### What to work on
In the data below, find each line carrying the string "direction" and copy it out.

### Stored data
═══
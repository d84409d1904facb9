use log::info;
use wasm_bindgen::closure::Closure;
use wasm_bindgen::JsCast;
use web_sys::MouseEvent;
use yew::prelude::*;
use yew_router::prelude::*;

mod config;
mod dom;
mod form;
mod validation;
mod components {
    pub mod counter;
    pub mod scroll_reveal;
    pub mod signup;
}
mod pages {
    pub mod landing;
}

use pages::landing::Landing;

#[derive(Clone, Routable, PartialEq)]
pub enum Route {
    #[at("/")]
    Home,
    #[not_found]
    #[at("/404")]
    NotFound,
}

fn switch(routes: Route) -> Html {
    match routes {
        Route::Home => {
            info!("Rendering landing page");
            html! { <Landing /> }
        }
        Route::NotFound => {
            html! { <Redirect<Route> to={Route::Home} /> }
        }
    }
}

/// Vertical offset past which the navbar picks up the scrolled style.
const NAV_SCROLL_OFFSET: f64 = 50.0;

#[function_component(Nav)]
pub fn nav() -> Html {
    let menu_open = use_state(|| false);
    let is_scrolled = use_state(|| false);

    {
        let is_scrolled = is_scrolled.clone();
        use_effect_with_deps(
            move |_| {
                let window = web_sys::window().unwrap();
                let scroll_window = window.clone();

                let scroll_callback = Closure::wrap(Box::new(move || {
                    let offset = scroll_window.scroll_y().unwrap_or(0.0);
                    is_scrolled.set(offset > NAV_SCROLL_OFFSET);
                }) as Box<dyn FnMut()>);

                window
                    .add_event_listener_with_callback(
                        "scroll",
                        scroll_callback.as_ref().unchecked_ref(),
                    )
                    .unwrap();

                move || {
                    window
                        .remove_event_listener_with_callback(
                            "scroll",
                            scroll_callback.as_ref().unchecked_ref(),
                        )
                        .unwrap();
                }
            },
            (),
        );
    }

    let toggle_menu = {
        let menu_open = menu_open.clone();
        Callback::from(move |e: MouseEvent| {
            e.prevent_default();
            menu_open.set(!*menu_open);
        })
    };

    let goto_section = |target: &'static str| {
        let menu_open = menu_open.clone();
        Callback::from(move |e: MouseEvent| {
            e.prevent_default();
            menu_open.set(false);
            dom::scroll_to_selector(target);
        })
    };

    let menu_class = if *menu_open {
        "nav-right mobile-menu-open"
    } else {
        "nav-right"
    };

    html! {
        <nav class={classes!("top-nav", (*is_scrolled).then(|| "scrolled"))}>
            <style>
                {r#"
                .top-nav {
                    position: fixed;
                    top: 0;
                    left: 0;
                    right: 0;
                    z-index: 100;
                    padding: 1rem 2rem;
                    background: transparent;
                    transition: background 0.3s ease, box-shadow 0.3s ease;
                }
                .top-nav.scrolled {
                    background: rgba(18, 18, 18, 0.95);
                    box-shadow: 0 2px 16px rgba(0, 0, 0, 0.4);
                }
                .nav-content {
                    max-width: 1100px;
                    margin: 0 auto;
                    display: flex;
                    align-items: center;
                    justify-content: space-between;
                }
                .nav-logo {
                    color: #fff;
                    font-weight: 700;
                    font-size: 1.2rem;
                    text-decoration: none;
                }
                .nav-right {
                    display: flex;
                    gap: 1.5rem;
                }
                .nav-link {
                    color: rgba(255, 255, 255, 0.8);
                    text-decoration: none;
                    transition: color 0.2s ease;
                }
                .nav-link:hover {
                    color: #2ECC71;
                }
                .burger-menu {
                    display: none;
                    flex-direction: column;
                    gap: 4px;
                    background: none;
                    border: none;
                    cursor: pointer;
                }
                .burger-menu span {
                    width: 22px;
                    height: 2px;
                    background: #fff;
                }
                @media (max-width: 768px) {
                    .burger-menu {
                        display: flex;
                    }
                    .nav-right {
                        display: none;
                    }
                    .nav-right.mobile-menu-open {
                        display: flex;
                        flex-direction: column;
                        position: absolute;
                        top: 100%;
                        left: 0;
                        right: 0;
                        background: rgba(18, 18, 18, 0.98);
                        padding: 1.5rem 2rem;
                    }
                }
                "#}
            </style>
            <div class="nav-content">
                <Link<Route> to={Route::Home} classes="nav-logo">
                    {"FitTracker Pro"}
                </Link<Route>>

                <button class="burger-menu" onclick={toggle_menu} aria-label="Toggle menu">
                    <span></span>
                    <span></span>
                    <span></span>
                </button>
                <div class={menu_class}>
                    <a href="#features" class="nav-link" onclick={goto_section("#features")}>
                        {"Features"}
                    </a>
                    <a href="#tracker" class="nav-link" onclick={goto_section("#tracker")}>
                        {"Rep Counter"}
                    </a>
                    <a href="#signup" class="nav-link" onclick={goto_section("#signup")}>
                        {"Sign Up"}
                    </a>
                </div>
            </div>
        </nav>
    }
}

#[function_component]
fn App() -> Html {
    html! {
        <BrowserRouter>
            <Nav />
            <Switch<Route> render={switch} />
        </BrowserRouter>
    }
}

fn main() {
    // Initialize console error panic hook for better error messages
    console_error_panic_hook::set_once();

    console_log::init_with_level(config::log_level()).expect("error initializing log");

    info!("Starting FitTracker Pro");
    yew::Renderer::<App>::new().render();
}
═══
### Written response
                    flex-direction: column;
                        flex-direction: column;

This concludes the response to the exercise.